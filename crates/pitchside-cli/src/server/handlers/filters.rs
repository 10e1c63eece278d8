//! Filter-options handler.

use axum::{extract::State, Json};
use pitchside::filter;
use serde::Serialize;

use crate::server::error::ApiError;
use crate::server::state::AppState;

/// The options a filter sidebar offers, with the select-all defaults.
#[derive(Serialize)]
pub struct FilterOptionsResponse {
    /// Distinct seasons, or null when the dataset has no season column
    /// (the frontend hides the season control entirely).
    pub seasons: Option<Vec<String>>,
    pub cities: Vec<String>,
    pub teams: Vec<String>,
    /// Actual (min, max) of temp_c over the merged table.
    pub temp_extent: Option<(f64, f64)>,
    /// Default slider range: the extent widened by one degree per side.
    pub default_temp_range: (f64, f64),
}

/// Get the available filter options for the merged table.
pub async fn get_filter_options(
    State(state): State<AppState>,
) -> Result<Json<FilterOptionsResponse>, ApiError> {
    let prepared = state.prepared().await?;
    let records = &prepared.merged.records;

    let defaults = pitchside::FilterSpec::select_all(records);

    Ok(Json(FilterOptionsResponse {
        seasons: filter::seasons(records),
        cities: filter::cities(records),
        teams: filter::teams(records),
        temp_extent: filter::temp_extent(records),
        default_temp_range: defaults.temp_range,
    }))
}
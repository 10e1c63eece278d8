//! Filter/query engine over the merged table.
//!
//! A [`FilterSpec`] is built per interaction, applied as a conjunction of
//! predicates, and discarded; it never mutates the merged table. The
//! empty-selection semantics are deliberately asymmetric and must stay
//! that way: city (and the other always-on predicates) treat an empty
//! selection as "nothing matches", while the team predicate treats an
//! empty selection as "no team filter at all". The season predicate is
//! disabled outright when the dataset has no season column.

use serde::{Deserialize, Serialize};

use crate::schema::MergedRecord;

/// A conjunction of set-membership and range predicates.
#[derive(Debug, Clone, PartialEq, Serialize, Deserialize)]
pub struct FilterSpec {
    /// Selected seasons. `None` disables the predicate entirely (the
    /// dataset carries no season column).
    #[serde(default)]
    pub seasons: Option<Vec<String>>,
    /// Selected cities. An empty selection matches nothing.
    pub cities: Vec<String>,
    /// Selected teams, matched against either team1 or team2. An empty
    /// selection means "no team filter", not "exclude everything".
    #[serde(default)]
    pub teams: Vec<String>,
    /// Temperature range, inclusive on both ends.
    pub temp_range: (f64, f64),
}

impl FilterSpec {
    /// The initial "everything selected" spec for a dataset, mirroring a
    /// freshly opened filter sidebar: every season (or a disabled season
    /// predicate when the column is absent), every city, every team, and
    /// a temperature range widened by one degree on each side.
    pub fn select_all(records: &[MergedRecord]) -> Self {
        let (lo, hi) = temp_extent(records).unwrap_or((0.0, 0.0));
        Self {
            seasons: seasons(records),
            cities: cities(records),
            teams: teams(records),
            temp_range: (round1(lo - 1.0), round1(hi + 1.0)),
        }
    }

    /// Whether a single record satisfies every predicate.
    pub fn matches(&self, record: &MergedRecord) -> bool {
        if let Some(selected) = &self.seasons {
            let in_selection = record
                .season
                .as_ref()
                .is_some_and(|s| selected.iter().any(|sel| sel == s));
            if !in_selection {
                return false;
            }
        }

        if !self.cities.iter().any(|c| c == &record.city) {
            return false;
        }

        if !self.teams.is_empty() {
            let team_hit = [&record.team1, &record.team2].into_iter().any(|team| {
                team.as_ref()
                    .is_some_and(|t| self.teams.iter().any(|sel| sel == t))
            });
            if !team_hit {
                return false;
            }
        }

        let (lo, hi) = self.temp_range;
        record.temp_c >= lo && record.temp_c <= hi
    }

    /// The subset of records satisfying the conjunction, in input order.
    pub fn apply(&self, records: &[MergedRecord]) -> Vec<MergedRecord> {
        records
            .iter()
            .filter(|r| self.matches(r))
            .cloned()
            .collect()
    }
}

/// Distinct seasons in the dataset, sorted. `None` when no record carries
/// one, which disables the season predicate.
pub fn seasons(records: &[MergedRecord]) -> Option<Vec<String>> {
    let mut out: Vec<String> = distinct(records.iter().filter_map(|r| r.season.clone()));
    if out.is_empty() {
        None
    } else {
        out.sort();
        Some(out)
    }
}

/// Distinct cities, sorted.
pub fn cities(records: &[MergedRecord]) -> Vec<String> {
    let mut out = distinct(records.iter().map(|r| r.city.clone()));
    out.sort();
    out
}

/// Distinct teams across both team columns, sorted.
pub fn teams(records: &[MergedRecord]) -> Vec<String> {
    let mut out = distinct(
        records
            .iter()
            .flat_map(|r| [r.team1.clone(), r.team2.clone()])
            .flatten(),
    );
    out.sort();
    out
}

/// Minimum and maximum temp_c, or `None` for an empty table.
pub fn temp_extent(records: &[MergedRecord]) -> Option<(f64, f64)> {
    let mut temps = records.iter().map(|r| r.temp_c);
    let first = temps.next()?;
    let (lo, hi) = temps.fold((first, first), |(lo, hi), t| (lo.min(t), hi.max(t)));
    Some((lo, hi))
}

fn distinct(values: impl Iterator<Item = String>) -> Vec<String> {
    let mut seen = std::collections::HashSet::new();
    values.filter(|v| seen.insert(v.clone())).collect()
}

fn round1(value: f64) -> f64 {
    (value * 10.0).round() / 10.0
}
//! Raw table representation and source metadata.

use std::path::PathBuf;

use chrono::{DateTime, Utc};
use serde::{Deserialize, Serialize};

/// Metadata about a loaded source file.
#[derive(Debug, Clone, Serialize, Deserialize)]
pub struct SourceMetadata {
    /// File name without path.
    pub file: String,
    /// Full path to the file.
    pub path: PathBuf,
    /// SHA-256 hash of the file contents.
    ///
    /// Doubles as the cache key for the preparation cache: two loads of
    /// byte-identical files share a hash and therefore a prepared table.
    pub hash: String,
    /// File size in bytes.
    pub size_bytes: u64,
    /// Detected format (csv, tsv, ...).
    pub format: String,
    /// Number of data rows (excluding header).
    pub row_count: usize,
    /// Number of columns.
    pub column_count: usize,
    /// When the file was read.
    pub loaded_at: DateTime<Utc>,
}

impl SourceMetadata {
    pub fn new(
        path: PathBuf,
        hash: String,
        size_bytes: u64,
        format: String,
        row_count: usize,
        column_count: usize,
    ) -> Self {
        let file = path
            .file_name()
            .map(|s| s.to_string_lossy().into_owned())
            .unwrap_or_default();

        Self {
            file,
            path,
            hash,
            size_bytes,
            format,
            row_count,
            column_count,
            loaded_at: Utc::now(),
        }
    }
}

/// Parsed tabular data, still untyped: headers plus rows of strings.
///
/// Header normalization (trim + lowercase) and typing happen in the table
/// loaders, not here.
#[derive(Debug, Clone)]
pub struct DataTable {
    /// Column headers as they appeared in the file.
    pub headers: Vec<String>,
    /// Row data in row-major order. Every row has `headers.len()` cells.
    pub rows: Vec<Vec<String>>,
    /// The delimiter used.
    pub delimiter: u8,
}

impl DataTable {
    pub fn new(headers: Vec<String>, rows: Vec<Vec<String>>, delimiter: u8) -> Self {
        Self {
            headers,
            rows,
            delimiter,
        }
    }

    /// Number of columns.
    pub fn column_count(&self) -> usize {
        self.headers.len()
    }

    /// Number of data rows.
    pub fn row_count(&self) -> usize {
        self.rows.len()
    }

    /// A specific cell value.
    pub fn get(&self, row: usize, col: usize) -> Option<&str> {
        self.rows.get(row).and_then(|r| r.get(col).map(|s| s.as_str()))
    }

    /// Check if a value represents a missing/null value.
    pub fn is_null_value(value: &str) -> bool {
        let trimmed = value.trim();
        trimmed.is_empty()
            || trimmed.eq_ignore_ascii_case("na")
            || trimmed.eq_ignore_ascii_case("n/a")
            || trimmed.eq_ignore_ascii_case("null")
            || trimmed.eq_ignore_ascii_case("none")
            || trimmed.eq_ignore_ascii_case("nil")
            || trimmed == "."
            || trimmed == "-"
    }
}

#[cfg(test)]
mod tests {
    use super::*;

    #[test]
    fn null_markers() {
        for v in ["", "  ", "NA", "n/a", "NULL", "none", "nil", ".", "-"] {
            assert!(DataTable::is_null_value(v), "{v:?} should be null");
        }
        for v in ["0", "value", "Mumbai", "-1"] {
            assert!(!DataTable::is_null_value(v), "{v:?} should not be null");
        }
    }
}
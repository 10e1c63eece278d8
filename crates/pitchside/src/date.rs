//! Best-effort date normalization.
//!
//! Source files mix ISO dates, day/month/year permutations, and written-out
//! forms like "3rd May 2021" without declaring which is in use. The
//! normalizer tries each family in turn and returns a canonical
//! [`NaiveDate`], or `None` when the value cannot be read as a date. It
//! never errors and never substitutes a default date: callers drop the row.

use chrono::{NaiveDate, NaiveDateTime};
use once_cell::sync::Lazy;
use regex::Regex;

use crate::input::DataTable;

// Ordinal day suffixes ("3rd", "21ST") reduce to the bare number before
// format matching.
static ORDINAL_SUFFIX: Lazy<Regex> =
    Lazy::new(|| Regex::new(r"(?i)(\d{1,2})(?:st|nd|rd|th)\b").unwrap());

static WHITESPACE: Lazy<Regex> = Lazy::new(|| Regex::new(r"\s+").unwrap());

/// Datetime renderings whose date component we accept.
const DATETIME_FORMATS: &[&str] = &[
    "%Y-%m-%d %H:%M:%S",
    "%Y-%m-%dT%H:%M:%S",
    "%Y-%m-%d %H:%M",
    "%Y/%m/%d %H:%M:%S",
    "%d/%m/%Y %H:%M:%S",
    "%d/%m/%Y %H:%M",
];

/// Month-name renderings, matched after cleanup (commas out, ordinals
/// stripped, whitespace collapsed). chrono's `%B` accepts both full and
/// abbreviated month names, case-insensitively.
const TEXT_FORMATS: &[&str] = &["%d %B %Y", "%B %d %Y", "%d-%B-%Y", "%Y %B %d"];

/// Parse a free-form date string into a canonical calendar date.
///
/// Returns `None` for empty strings, null markers, and anything that does
/// not read as a date in a supported family. Pure: no side effects, no
/// panics.
pub fn parse_date(raw: &str) -> Option<NaiveDate> {
    let trimmed = raw.trim();
    if DataTable::is_null_value(trimmed) {
        return None;
    }

    for fmt in DATETIME_FORMATS {
        if let Ok(dt) = NaiveDateTime::parse_from_str(trimmed, fmt) {
            return Some(dt.date());
        }
    }

    if let Some(date) = parse_numeric(trimmed) {
        return Some(date);
    }

    let cleaned = cleanup(trimmed);
    for fmt in TEXT_FORMATS {
        if let Ok(date) = NaiveDate::parse_from_str(&cleaned, fmt) {
            return Some(date);
        }
    }

    None
}

/// Normalize a written-out date for format matching.
fn cleanup(value: &str) -> String {
    let no_ordinals = ORDINAL_SUFFIX.replace_all(value, "$1");
    let no_commas = no_ordinals.replace(',', " ");
    WHITESPACE.replace_all(no_commas.trim(), " ").into_owned()
}

/// Parse purely numeric dates: three components separated by `-`, `/`,
/// or `.`.
///
/// A 4-digit leading component is a year. Otherwise the year is the last
/// component, and a component greater than 12 pins the day position;
/// values ambiguous between day and month are read day-first, matching
/// the convention of the source data.
fn parse_numeric(value: &str) -> Option<NaiveDate> {
    let parts: Vec<&str> = value.split(['-', '/', '.']).collect();
    if parts.len() != 3 {
        return None;
    }

    let nums: Vec<u32> = parts
        .iter()
        .map(|p| p.trim().parse::<u32>().ok())
        .collect::<Option<Vec<u32>>>()?;

    let (year, month, day) = if parts[0].len() == 4 {
        (nums[0] as i32, nums[1], nums[2])
    } else {
        let year = expand_year(nums[2], parts[2].len());
        let (a, b) = (nums[0], nums[1]);
        if a > 12 {
            (year, b, a) // a can only be the day
        } else if b > 12 {
            (year, a, b) // b can only be the day
        } else {
            (year, b, a) // ambiguous: day-first
        }
    };

    NaiveDate::from_ymd_opt(year, month, day)
}

/// Widen two-digit years: 00-69 land in the 2000s, 70-99 in the 1900s.
fn expand_year(year: u32, digits: usize) -> i32 {
    if digits >= 3 {
        year as i32
    } else if year < 70 {
        2000 + year as i32
    } else {
        1900 + year as i32
    }
}
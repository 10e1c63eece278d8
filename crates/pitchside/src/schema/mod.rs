//! Typed record definitions and required-column validation.
//!
//! Every source table is validated once at load time against an explicit
//! record definition; downstream code works with typed fields instead of
//! string-keyed column lookups.

mod records;
mod validate;

pub use records::{MatchRecord, MergedRecord, TempBucket, WeatherRecord};
pub use validate::{require_columns, MATCH_REQUIRED, WEATHER_REQUIRED};
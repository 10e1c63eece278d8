//! Example: prepare and summarize the match-weather join.
//!
//! Usage:
//!   cargo run --example prepare -- <matches_csv> <weather_csv>
//!
//! Example:
//!   cargo run --example prepare -- data/ipl_matches_sample.csv data/weather_sample.csv

use std::env;
use std::path::Path;

use pitchside::summary::{mean_runs_by_bucket, mean_runs_by_weather_type};
use pitchside::{FilterSpec, Pitchside, Summary};

fn main() -> pitchside::Result<()> {
    let args: Vec<String> = env::args().collect();

    if args.len() < 3 {
        eprintln!("Usage: cargo run --example prepare -- <matches_csv> <weather_csv>");
        eprintln!("\nExample:");
        eprintln!(
            "  cargo run --example prepare -- data/ipl_matches_sample.csv data/weather_sample.csv"
        );
        std::process::exit(1);
    }

    for arg in &args[1..3] {
        if !Path::new(arg).exists() {
            eprintln!("Error: File not found: {}", arg);
            std::process::exit(1);
        }
    }

    let separator = "=".repeat(80);
    println!("{}", separator);
    println!("Pitchside: {} + {}", args[1], args[2]);
    println!("{}", separator);
    println!();

    let pipeline = Pitchside::new(&args[1], &args[2]);
    let prepared = pipeline.prepare()?;

    println!("## Load Reports");
    for report in [&prepared.match_report, &prepared.weather_report] {
        println!(
            "  {:8} read={:<5} kept={:<5} dropped={}",
            report.table,
            report.rows_read,
            report.rows_kept,
            report.dropped()
        );
    }
    println!();

    println!("## Merged Table");
    println!("  Rows: {}", prepared.merged.len());
    println!("  Columns: {}", prepared.merged.columns.join(", "));
    println!();

    let spec = FilterSpec::select_all(&prepared.merged.records);
    let rows = spec.apply(&prepared.merged.records);

    match Summary::compute(&rows) {
        Some(summary) => {
            println!("## Summary");
            println!("  Matches: {}", summary.matches);
            println!("  Avg total runs: {:.1}", summary.avg_total_runs);
            println!("  Avg temp: {:.1} °C", summary.avg_temp_c);
            if let Some(h) = summary.avg_humidity {
                println!("  Avg humidity: {:.1}%", h);
            }
            println!();

            println!("## Avg Runs by Temperature Bucket");
            for bucket in mean_runs_by_bucket(&rows) {
                println!("  {:16} {:.1}", bucket.label, bucket.avg_total_runs);
            }
            println!();

            println!("## Avg Runs by Weather Type");
            for group in mean_runs_by_weather_type(&rows) {
                println!("  {:16} {:.1}", group.weather_type, group.avg_total_runs);
            }
        }
        None => println!("No rows joined."),
    }

    println!();
    println!("{}", separator);

    Ok(())
}
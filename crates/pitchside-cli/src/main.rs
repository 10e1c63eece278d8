//! Pitchside CLI - match-weather data preparation and dashboard backend.

mod cli;
mod commands;
mod server;

use clap::Parser;
use cli::{Cli, Commands};
use tracing_subscriber::EnvFilter;

fn main() {
    let cli = Cli::parse();
    init_tracing(cli.verbose);

    let result = match cli.command {
        Commands::Prepare {
            matches,
            weather,
            output,
            format,
        } => commands::prepare::run(matches, weather, output, format),

        Commands::Stats {
            matches,
            weather,
            seasons,
            cities,
            teams,
            temp_min,
            temp_max,
        } => commands::stats::run(matches, weather, seasons, cities, teams, temp_min, temp_max),

        Commands::Serve {
            matches,
            weather,
            port,
        } => commands::serve::run(matches, weather, port),
    };

    if let Err(e) = result {
        eprintln!("Error: {}", e);
        std::process::exit(1);
    }
}

/// Diagnostics go to stderr so command output stays pipeable. RUST_LOG
/// overrides; --verbose raises the default to debug.
fn init_tracing(verbose: bool) {
    let default = if verbose { "debug" } else { "warn" };
    let filter =
        EnvFilter::try_from_default_env().unwrap_or_else(|_| EnvFilter::new(default));

    tracing_subscriber::fmt()
        .with_env_filter(filter)
        .with_writer(std::io::stderr)
        .init();
}
//! CLI argument definitions using clap.

use clap::{Parser, Subcommand};
use std::path::PathBuf;

/// Pitchside: match-weather data preparation and dashboard backend
#[derive(Parser)]
#[command(name = "pitchside")]
#[command(version, about, long_about = None)]
#[command(propagate_version = true)]
pub struct Cli {
    #[command(subcommand)]
    pub command: Commands,

    /// Enable verbose output
    #[arg(short, long, global = true)]
    pub verbose: bool,
}

#[derive(Subcommand)]
pub enum Commands {
    /// Load, normalize, and join the two source tables
    Prepare {
        /// Path to the match table (CSV/TSV)
        #[arg(value_name = "MATCHES")]
        matches: PathBuf,

        /// Path to the weather table (CSV/TSV)
        #[arg(value_name = "WEATHER")]
        weather: PathBuf,

        /// Write the merged table to this path
        #[arg(short, long)]
        output: Option<PathBuf>,

        /// Output format
        #[arg(short, long, default_value = "csv")]
        format: OutputFormat,
    },

    /// Filter the merged table and print summary statistics
    Stats {
        /// Path to the match table (CSV/TSV)
        #[arg(value_name = "MATCHES")]
        matches: PathBuf,

        /// Path to the weather table (CSV/TSV)
        #[arg(value_name = "WEATHER")]
        weather: PathBuf,

        /// Keep only these seasons (repeatable)
        #[arg(long = "season", value_name = "SEASON")]
        seasons: Vec<String>,

        /// Keep only these cities (repeatable)
        #[arg(long = "city", value_name = "CITY")]
        cities: Vec<String>,

        /// Keep matches where either side is one of these teams (repeatable)
        #[arg(long = "team", value_name = "TEAM")]
        teams: Vec<String>,

        /// Lower temperature bound in °C (inclusive)
        #[arg(long)]
        temp_min: Option<f64>,

        /// Upper temperature bound in °C (inclusive)
        #[arg(long)]
        temp_max: Option<f64>,
    },

    /// Serve the merged table as a JSON API for the charting frontend
    Serve {
        /// Path to the match table (CSV/TSV)
        #[arg(value_name = "MATCHES")]
        matches: PathBuf,

        /// Path to the weather table (CSV/TSV)
        #[arg(value_name = "WEATHER")]
        weather: PathBuf,

        /// Port for the API server
        #[arg(short, long, default_value = "3141")]
        port: u16,
    },
}

#[derive(Clone, Debug, Default)]
pub enum OutputFormat {
    #[default]
    Csv,
    Tsv,
    Json,
}

impl std::str::FromStr for OutputFormat {
    type Err = String;

    fn from_str(s: &str) -> Result<Self, Self::Err> {
        match s.to_lowercase().as_str() {
            "csv" => Ok(OutputFormat::Csv),
            "tsv" => Ok(OutputFormat::Tsv),
            "json" => Ok(OutputFormat::Json),
            _ => Err(format!("Unknown format: {}. Use csv, tsv, or json.", s)),
        }
    }
}

impl std::fmt::Display for OutputFormat {
    fn fmt(&self, f: &mut std::fmt::Formatter<'_>) -> std::fmt::Result {
        match self {
            OutputFormat::Csv => write!(f, "csv"),
            OutputFormat::Tsv => write!(f, "tsv"),
            OutputFormat::Json => write!(f, "json"),
        }
    }
}
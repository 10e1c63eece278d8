//! Merged-table preview and reload handlers.

use axum::{extract::State, Json};
use pitchside::{export, LoadReport};
use serde::Serialize;

use crate::server::error::ApiError;
use crate::server::state::AppState;

/// Maximum number of rows to return in a preview.
const MAX_PREVIEW_ROWS: usize = 200;

/// Response for the data preview endpoint.
#[derive(Serialize)]
pub struct DataResponse {
    /// Column names in layout order.
    pub columns: Vec<String>,
    /// String-rendered rows (first N).
    pub rows: Vec<Vec<String>>,
    /// Total row count in the merged table.
    pub total_rows: usize,
    /// Whether the preview was truncated.
    pub truncated: bool,
    pub match_report: LoadReport,
    pub weather_report: LoadReport,
}

/// Get a preview of the merged table.
pub async fn get_data(State(state): State<AppState>) -> Result<Json<DataResponse>, ApiError> {
    let prepared = state.prepared().await?;

    let total_rows = prepared.merged.len();
    let rows: Vec<Vec<String>> = prepared
        .merged
        .records
        .iter()
        .take(MAX_PREVIEW_ROWS)
        .map(|record| {
            prepared
                .merged
                .columns
                .iter()
                .map(|column| export::cell(record, column))
                .collect()
        })
        .collect();

    Ok(Json(DataResponse {
        columns: prepared.merged.columns.clone(),
        rows,
        total_rows,
        truncated: total_rows > MAX_PREVIEW_ROWS,
        match_report: prepared.match_report.clone(),
        weather_report: prepared.weather_report.clone(),
    }))
}

/// Response for the reload endpoint.
#[derive(Serialize)]
pub struct ReloadResponse {
    pub total_rows: usize,
    pub match_report: LoadReport,
    pub weather_report: LoadReport,
}

/// Invalidate the preparation cache and re-run the pipeline.
pub async fn reload(State(state): State<AppState>) -> Result<Json<ReloadResponse>, ApiError> {
    let prepared = state.reload().await?;

    Ok(Json(ReloadResponse {
        total_rows: prepared.merged.len(),
        match_report: prepared.match_report.clone(),
        weather_report: prepared.weather_report.clone(),
    }))
}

◆ ◆ ◆ ◆ ◆ ◆ ◆

▸ What is needed
All lines above from the line with "in the file." through the line with "specific cell value.", both included, are to be set down exactly, with nothing else.

▸ Expected answer
    /// Column headers as they appeared in the file.
    pub headers: Vec<String>,
    /// Row data in row-major order. Every row has `headers.len()` cells.
    pub rows: Vec<Vec<String>>,
    /// The delimiter used.
    pub delimiter: u8,
}

impl DataTable {
    pub fn new(headers: Vec<String>, rows: Vec<Vec<String>>, delimiter: u8) -> Self {
        Self {
            headers,
            rows,
            delimiter,
        }
    }

    /// Number of columns.
    pub fn column_count(&self) -> usize {
        self.headers.len()
    }

    /// Number of data rows.
    pub fn row_count(&self) -> usize {
        self.rows.len()
    }

    /// A specific cell value.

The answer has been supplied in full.